Peter Dunne has been getting a flood of emails about his position onthe GCSB bill. Some people have complained about not getting, personal replies, as per this comment on Facebook:
He or his secretary has given canned, pat answers to direct emails questioning his support for the GCSB Bill twice already,
This is Dunne’s standard response explaining his position.
Thank you for contacting me about my decision to support the GCSB Bill.
I am doing so simply because I was able to negotiate the following changes to the legislation to give protection to New Zealanders:
- As well as the addition of a set of guiding principles into the legislation and the establishment of a two person advisory panel to assist the Inspector-General of Intelligence and Security, the Prime Minister has now agreed to the following additional amendments to the legislation which I moved during the Bill’s committee of the whole stage:
- The removal of the proposed Order in Council mechanism which would have allowed other agencies to be added to the list of agencies able to request assistance from the GCSB. Any additions beyond the Police, SIS and NZ Defence Force will now be required to be made by a specific amendment to the legislation, and not just by regulation as the Bill currently proposes.
- To ensure effective oversight in the issuing of a warrant the Bill be amended so that the Inspector General is informed when a warrant is put on the register relating to a New Zealander.
- The GCSB will be required to report annually on the number of instances when it has provided assistance to the Police, SIS or NZ Defence Force.
- The GCSB will also be required to report annually on the number of warrants and authorisations issued.

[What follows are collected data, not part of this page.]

//! Encoding and decoding helpers between Rust domain types and the plain-text
//! representations stored in SQLite columns.
//!
//! Write timestamps are stored as RFC 3339 strings with full precision, upload
//! dates as `YYYY-MM-DD`, UUIDs as hyphenated lowercase strings.

use chrono::{DateTime, NaiveDate, Utc};
use uuid::Uuid;
use xtchd_core::{
  chain::Chained,
  entity::ImagePair,
  sidecar::CoverImage,
};

use crate::{Error, Result};

// ─── Uuid ────────────────────────────────────────────────────────────────────

pub fn encode_uuid(id: Uuid) -> String { id.hyphenated().to_string() }

pub fn decode_uuid(s: &str) -> Result<Uuid> { Ok(Uuid::parse_str(s)?) }

// ─── DateTime<Utc> ───────────────────────────────────────────────────────────

pub fn encode_dt(dt: DateTime<Utc>) -> String { dt.to_rfc3339() }

pub fn decode_dt(s: &str) -> Result<DateTime<Utc>> {
  DateTime::parse_from_rfc3339(s)
    .map(|dt| dt.with_timezone(&Utc))
    .map_err(|e| Error::DateParse(e.to_string()))
}

// ─── NaiveDate ───────────────────────────────────────────────────────────────

pub const DATE_FORMAT: &str = "%Y-%m-%d";

pub fn encode_date(d: NaiveDate) -> String { d.format(DATE_FORMAT).to_string() }

// ─── Row types ───────────────────────────────────────────────────────────────

/// The envelope columns shared by every chained table, as stored.
pub struct RawEnvelope {
  pub prior_id:        Option<i32>,
  pub prior_sha256:    String,
  pub write_timestamp: String,
  pub new_sha256:      String,
}

impl RawEnvelope {
  pub fn into_chained<T>(self, content: T) -> Result<Chained<T>> {
    Ok(Chained {
      prior_id: self.prior_id,
      content,
      prior_sha256: self.prior_sha256,
      write_timestamp: decode_dt(&self.write_timestamp)?,
      new_sha256: self.new_sha256,
    })
  }
}

/// Raw strings read directly from an `article_covers` row.
pub struct RawCover {
  pub art_id:   i32,
  pub cover_id: String,
  pub src_full: String,
  pub src_thmb: String,
  pub alt:      String,
  pub url:      Option<String>,
  pub archive:  Option<String>,
}

impl RawCover {
  pub fn into_cover(self) -> Result<CoverImage> {
    Ok(CoverImage {
      id:     decode_uuid(&self.cover_id)?,
      art_id: self.art_id,
      pair:   ImagePair {
        src_full: self.src_full,
        src_thmb: self.src_thmb,
        alt:      self.alt,
        url:      self.url,
        archive:  self.archive,
      },
    })
  }
}
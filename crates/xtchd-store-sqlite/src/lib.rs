//! SQLite backend for the xtchd archive.
//!
//! Wraps [`tokio_rusqlite`] so all database access runs on a dedicated thread
//! without blocking the async runtime. The database is the durable journal;
//! reads are served from the in-memory [`xtchd_core::archive::Archive`] that
//! is rebuilt, and re-verified, every time the store is opened.

mod encode;
mod schema;
mod store;
mod table;

pub mod error;

pub use error::{Error, Result};
pub use store::SqliteStore;

#[cfg(test)]
mod tests;
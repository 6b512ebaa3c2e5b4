//! Settings for the `xtchd` binary.

use std::path::{Path, PathBuf};

use anyhow::Context as _;
use serde::Deserialize;

/// Read from the config file, then `XTCHD_*` environment variables.
#[derive(Debug, Clone, Deserialize)]
pub struct CliConfig {
  #[serde(default = "default_store_path")]
  pub store_path: PathBuf,
}

fn default_store_path() -> PathBuf { PathBuf::from("xtchd.sqlite") }

impl CliConfig {
  /// Layer `file` (optional) under the environment. `store` overrides both.
  pub fn load(file: &Path, store: Option<PathBuf>) -> anyhow::Result<Self> {
    let settings = config::Config::builder()
      .add_source(config::File::from(file).required(false))
      .add_source(config::Environment::with_prefix("XTCHD"))
      .build()
      .context("failed to read config file")?;

    let mut cfg: CliConfig = settings
      .try_deserialize()
      .context("failed to deserialise CliConfig")?;

    if let Some(store) = store {
      cfg.store_path = store;
    }
    cfg.store_path = expand_tilde(&cfg.store_path);
    Ok(cfg)
  }
}

/// Expand a leading `~` to the user's home directory.
fn expand_tilde(path: &Path) -> PathBuf {
  let s = path.to_string_lossy();
  if let Some(rest) = s.strip_prefix("~/")
    && let Ok(home) = std::env::var("HOME")
  {
    return PathBuf::from(home).join(rest);
  }
  path.to_path_buf()
}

- The Intelligence and Security Committee will hold public hearings annually to discuss the financial reviews of the performance of the GCSB and the SIS.
- There will be an independent review of the operations and performance the GCSB and the NZSIS and their governing legislation in 2015, and thereafter every 5-7 years.
Parliament has now agreed to all these amendments.
In addition, I will be working alongside the Minister of Justice on the issues raised by the Law Commission’s 2010 report “Invasion of Privacy: Penalties and Remedies.” This review will include the definition of private communication (and metadata) to ensure a standard definition is developed for insertion in the GCSB and NZSIS Acts, and all relevant legislation such as the Crimes Act and the Search and Surveillance Act.
Overall, these changes go a long way towards improving the legislation, the accountability of the GCSB and the transparency of its operations, as well as updating and modernising the definitions of private communications to meet today’s circumstances. The regular review process also means that our intelligence legislation will be able to keep much closer pace with technological and other developments, and that the situation we faced over the Dotcom affair, as an example, will never happen again. I am satisfied that, taken as a whole, my changes address substantially the concerns raised by those who made submissions to the select committee, and are a strong step towards making our intelligence services more accountable.
The attempt some are making to link this legislation to the current controversy surrounding the Henry inquiry, the Parliamentary Service and my e-mails is spurious and lacking in any credibility. That situation relates to internal actions with the Parliamentary environment, and has nothing to do with the GCSB Bill. While the privacy breaches that have occurred are of obvious concern, it is quite fallacious to suggest that the GCSB Bill has anything to do with that. Equally, the suggestion that I should not therefore vote for the GCSB Bill is as fatuous as suggesting I stop supporting the All Blacks because of a a disagreement with my local rugby club!
I have set out my views in more detail in my blog, honpfd.blogspot.com/2013/07/25-july-2013-agreement-i-reached-with.html?spref=tw … , and in my speech to the House moving the above amendments at http://j.mp/153yy3e
I don’t know what else they want to know, apart from wanting him to vote against the bill. Opponents of the bill rarely want explanations (that don’t line up with their opinion), they want the bill stopped.
If Dunne votes against the bill that leaves less protected than the current Government thinks is necessary – the same as the previous (Clark) Government thought.